Well, of course they did. Anyone who has ever played any of the EA Sports games based on college athletics knows that the players in the game, from position to number to height and weight to skin color to skill level, are based off their real-life counterparts (notice how much this guy looks like this guy?). That’s why EA Sports comes out with a new game each year, because nobody wants to play with USC or Alabama’s rosters from last year when they can have a more realistic experience by playing with their rosters from this year. If it wasn’t (some dude who looks like) Matt Barkley throwing the football to (two dudes who look like) Robert Woods and Marqise Lee, well, EA Sports would almost surely sell a lot fewer games. At the least, they’d have to market the games as far less realistic experiences.
It isn’t just video games: Nike and the University of Kentucky didn’t spend all of 2012 selling #23 basketball jerseys at random. They sold #23 jerseys because UK’s star player, Anthony Davis, wore #23. College bookstores around the country, and retailers who sell college merchandise, do the exact same thing, and they do it because nobody wants the walk-on’s jersey.
The NCAA argues that none of this matters because they aren’t using the players’ names or images, and thus they aren’t exploiting actual people. But of course they are, and everyone knows it. Because if they weren’t using the likenesses of actual people, they wouldn’t be making nearly as much money by using them in broadcasts, selling merchandise based off of them, or selling their rights to video game manufacturers. That’s precisely what makes the entire system such a sham, and precisely what makes the O’Bannon case so promising: it has a chance to bring the entire sham to light, one admission of the obvious at a time.

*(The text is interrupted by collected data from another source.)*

//! Wire encoding for compiled format programs.
//!
//! A compiled program is a flat sequence of `u16` units. Each opcode starts with a header unit
//! holding an eight bit tag in the high byte and an eight bit length in the low byte. A length
//! byte of 255 is an escape: the real length follows in the next two units, high half first.
//!
//! Three kinds of opcode exist:
//! - Field opcodes (tags [0, 22]): the length is the pattern letter's repeat count. See
//!   [`Field`](crate::field::Field) for the tag assignments.
//! - [`TAG_LITERAL_CHAR`] (tag 100): a single literal character whose code point is stored in the
//!   length slot. Always a single unit for ASCII, but the escape form can carry any code point.
//! - [`TAG_LITERAL_RUN`] (tag 101): the length counts UTF-16 code units that follow the header
//!   verbatim.
//!
//! # Examples
//!
//! ```
//! # use pattern::code::{decode_at, Op};
//! # use pattern::field::Field;
//! // Header unit for `yyyy`: tag 1, length 4
//! let code = [(1 << 8) | 4];
//! assert_eq!(decode_at(&code, 0), Ok((Op::Field { field: Field::Year, count: 4 }, 1)));
//! ```

use core::{error, fmt};
use alloc::vec::Vec;
use crate::field::Field;

/// Tag for a single literal character, stored in the length slot.
pub const TAG_LITERAL_CHAR: u8 = 100;
/// Tag for a run of literal UTF-16 code units following the header.
pub const TAG_LITERAL_RUN: u8 = 101;
/// Length byte value that escapes to a two-unit length.
const LENGTH_ESCAPE: u16 = 255;

/// Error type for malformed program streams.
#[derive(Debug, PartialEq)]
pub enum CodeError {
	/// The stream ended in the middle of an opcode.
	Truncated,
	/// An opcode's tag is not a field tag or literal tag.
	BadOpcode(u8),
	/// A field opcode's repeat count is invalid for that field.
	BadCount(char, usize)
}

impl fmt::Display for CodeError {
	fn fmt(&self, f: &mut fmt::Formatter<'_>) -> fmt::Result {
		match self {
			CodeError::Truncated => write!(f, "Program stream is truncated"),
			CodeError::BadOpcode(tag) => write!(f, "Unknown opcode tag {}", tag),
			CodeError::BadCount(letter, count) => {
				write!(f, "Invalid repeat count {} for pattern field '{}'", count, letter)
			}
		}
	}
}

impl error::Error for CodeError {}

/// A single decoded opcode.
///
/// Runs borrow their code units from the program they were decoded from.
#[derive(Debug, PartialEq)]
pub enum Op<'a> {
	/// A date time field with its repeat count
	Field { field: Field, count: usize },
	/// A single literal character
	Char(char),
	/// A run of literal UTF-16 code units
	Run(&'a [u16])
}

/// Append one opcode header (and escaped length, if needed) to `out`.
pub(crate) fn encode(tag: u8, length: usize, out: &mut Vec<u16>) {
	let header = (tag as u16) << 8;
	if length < LENGTH_ESCAPE as usize {
		out.push(header | length as u16);
	} else {
		out.push(header | LENGTH_ESCAPE);
		out.push((length >> 16) as u16);
		out.push(length as u16);
	}
}

/// Decode the opcode starting at `pos`, returning it and the number of units consumed.
///
/// `pos` must be less than `code.len()`.
///
/// # Errors
///
/// Returns [`CodeError`] if the stream ends mid-opcode, the tag is unknown, or a literal
/// character's code point is not a valid `char`.
pub fn decode_at(code: &[u16], pos: usize) -> Result<(Op<'_>, usize), CodeError> {
	let header = *code.get(pos).ok_or(CodeError::Truncated)?;
	let tag = (header >> 8) as u8;
	let mut consumed = 1;
	let length = if header & 0xff == LENGTH_ESCAPE {
		let hi = *code.get(pos + 1).ok_or(CodeError::Truncated)? as usize;
		let lo = *code.get(pos + 2).ok_or(CodeError::Truncated)? as usize;
		consumed = 3;
		(hi << 16) | lo
	} else {
		(header & 0xff) as usize
	};

	match tag {
		TAG_LITERAL_CHAR => {
			let c = u32::try_from(length).ok()
				.and_then(char::from_u32)
				.ok_or(CodeError::BadOpcode(tag))?;
			Ok((Op::Char(c), consumed))
		},
		TAG_LITERAL_RUN => {
			let start = pos + consumed;
			let units = code.get(start..start + length).ok_or(CodeError::Truncated)?;
			Ok((Op::Run(units), consumed + length))
		},
		_ => match Field::from_tag(tag) {
			Some(field) => Ok((Op::Field { field, count: length }, consumed)),
			None => Err(CodeError::BadOpcode(tag))
		}
	}
}

/// A compiled format program: the opcode stream plus the standalone month flag.
///
/// Programs are produced by [`compile`](crate::compile::compile), or reconstituted from raw
/// units with [`Program::from_units`]. The raw units are accessible for storage and transport;
/// [`Program::from_units`] revalidates them and recomputes the flag, so a program in hand is
/// always well formed.
#[derive(Debug, PartialEq)]
pub struct Program {
	code: Vec<u16>,
	standalone_month: bool
}

impl Program {
	/// Construct a program from already-validated parts.
	pub(crate) fn new(code: Vec<u16>, standalone_month: bool) -> Program {
		Program { code, standalone_month }
	}

	/// The raw opcode stream.
	#[inline(always)]
	pub fn units(&self) -> &[u16] {
		&self.code
	}

	/// Consume the program, returning the raw opcode stream.
	pub fn into_units(self) -> Vec<u16> {
		self.code
	}

	/// Whether the program consists of exactly one opcode and that opcode is the month field.
	///
	/// Locales that distinguish a nominative month form use it when the month is rendered on
	/// its own rather than as part of a date.
	#[inline(always)]
	pub fn standalone_month(&self) -> bool {
		self.standalone_month
	}

	/// Reconstitute a program from raw units, validating the stream and recomputing the
	/// standalone month flag.
	///
	/// # Errors
	///
	/// Returns [`CodeError`] if the stream is truncated, contains an unknown tag, or carries a
	/// field with an impossible repeat count: 0 for any field, or over 3 for the ISO zone field.
	///
	/// # Examples
	///
	/// ```
	/// # use pattern::code::{CodeError, Program};
	/// # use pattern::compile::compile;
	/// let p = compile("yyyy-MM-dd").unwrap();
	/// let units = p.into_units();
	/// assert!(Program::from_units(units).is_ok());
	/// assert_eq!(Program::from_units(vec![0xff01]), Err(CodeError::BadOpcode(0xff)));
	/// ```
	pub fn from_units(code: Vec<u16>) -> Result<Program, CodeError> {
		let mut pos = 0;
		let mut ops = 0;
		let mut month_only = false;
		while pos < code.len() {
			let (op, consumed) = decode_at(&code, pos)?;
			if let Op::Field { field, count } = op {
				// A field's repeat count comes from its pattern letter run, so it is at least 1
				if count == 0 || (field == Field::IsoZone && count > 3) {
					return Err(CodeError::BadCount(field.letter(), count));
				}
				month_only = field == Field::Month;
			} else {
				month_only = false;
			}
			ops += 1;
			pos += consumed;
		}
		Ok(Program {
			code,
			standalone_month: ops == 1 && month_only
		})
	}
}

#[cfg(test)]
mod tests {
	use super::*;
	use alloc::vec;

	#[test]
	fn encode_test() {
		let mut out = Vec::new();
		encode(1, 4, &mut out);
		assert_eq!(out, [(1 << 8) | 4]);

		out.clear();
		encode(TAG_LITERAL_RUN, 300, &mut out);
		assert_eq!(out, [(101 << 8) | 255, 0, 300]);

		out.clear();
		encode(TAG_LITERAL_RUN, 0x12345, &mut out);
		assert_eq!(out, [(101 << 8) | 255, 1, 0x2345]);
	}

	#[test]
	fn decode_test() {
		let code = [(2u16 << 8) | 3, (100 << 8) | b'-' as u16, (101 << 8) | 2, 0x44, 0x45];
		assert_eq!(decode_at(&code, 0), Ok((Op::Field { field: Field::Month, count: 3 }, 1)));
		assert_eq!(decode_at(&code, 1), Ok((Op::Char('-'), 1)));
		assert_eq!(decode_at(&code, 2), Ok((Op::Run(&[0x44, 0x45]), 3)));

		// Escaped length
		let code = [(1u16 << 8) | 255, 0, 300];
		assert_eq!(decode_at(&code, 0), Ok((Op::Field { field: Field::Year, count: 300 }, 3)));

		// Truncated streams
		assert_eq!(decode_at(&[], 0), Err(CodeError::Truncated));
		assert_eq!(decode_at(&[(1u16 << 8) | 255, 0], 0), Err(CodeError::Truncated));
		assert_eq!(decode_at(&[(101u16 << 8) | 2, 0x44], 0), Err(CodeError::Truncated));

		// Unknown tags
		assert_eq!(decode_at(&[23 << 8], 0), Err(CodeError::BadOpcode(23)));
		assert_eq!(decode_at(&[0xff00], 0), Err(CodeError::BadOpcode(0xff)));

		// A literal char carrying a surrogate code point is invalid
		let code = [(100u16 << 8) | 255, 0, 0xd800];
		assert_eq!(decode_at(&code, 0), Err(CodeError::BadOpcode(100)));
	}

	#[test]
	fn from_units_test() {
		// A lone month opcode sets the standalone flag
		let p = Program::from_units(vec![(2 << 8) | 4]).unwrap();
		assert!(p.standalone_month());

		// Anything else does not
		let p = Program::from_units(vec![(2 << 8) | 4, (100 << 8) | b' ' as u16]).unwrap();
		assert!(!p.standalone_month());
		let p = Program::from_units(vec![(1 << 8) | 4]).unwrap();
		assert!(!p.standalone_month());
		let p = Program::from_units(vec![]).unwrap();
		assert!(!p.standalone_month());

		// Corrupt streams are rejected
		assert_eq!(Program::from_units(vec![(1 << 8) | 255]), Err(CodeError::Truncated));
		assert_eq!(Program::from_units(vec![(101 << 8) | 5, 1, 2]), Err(CodeError::Truncated));
		assert_eq!(Program::from_units(vec![(50 << 8) | 1]), Err(CodeError::BadOpcode(50)));
		assert_eq!(
			Program::from_units(vec![(21 << 8) | 4]),
			Err(CodeError::BadCount('X', 4))
		);
	}

	#[test]
	fn from_units_zero_count_test() {
		// A field with repeat count 0 cannot come from a pattern letter run; in particular a
		// lone zero-count month must not select the standalone name path
		assert_eq!(Program::from_units(vec![2 << 8]), Err(CodeError::BadCount('M', 0)));
		assert_eq!(Program::from_units(vec![1 << 8]), Err(CodeError::BadCount('y', 0)));
		assert_eq!(
			Program::from_units(vec![(3 << 8) | 2, 21 << 8]),
			Err(CodeError::BadCount('X', 0))
		);

		// Zero-length literals are still fine
		assert!(Program::from_units(vec![(101 << 8) | 0]).is_ok());
	}
}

None of that means that O’Bannon is going to win the lawsuit, which is still far from over. The next step is a hearing in June that will determine if the case can be certified as a class-action complaint, which would allow current college athletes to join the case. If that happens, the O’Bannon case won’t just serve as a valuable exposé of the absurdity of college athletics. Rather, it would have the chance to bring the entire system crumbling down.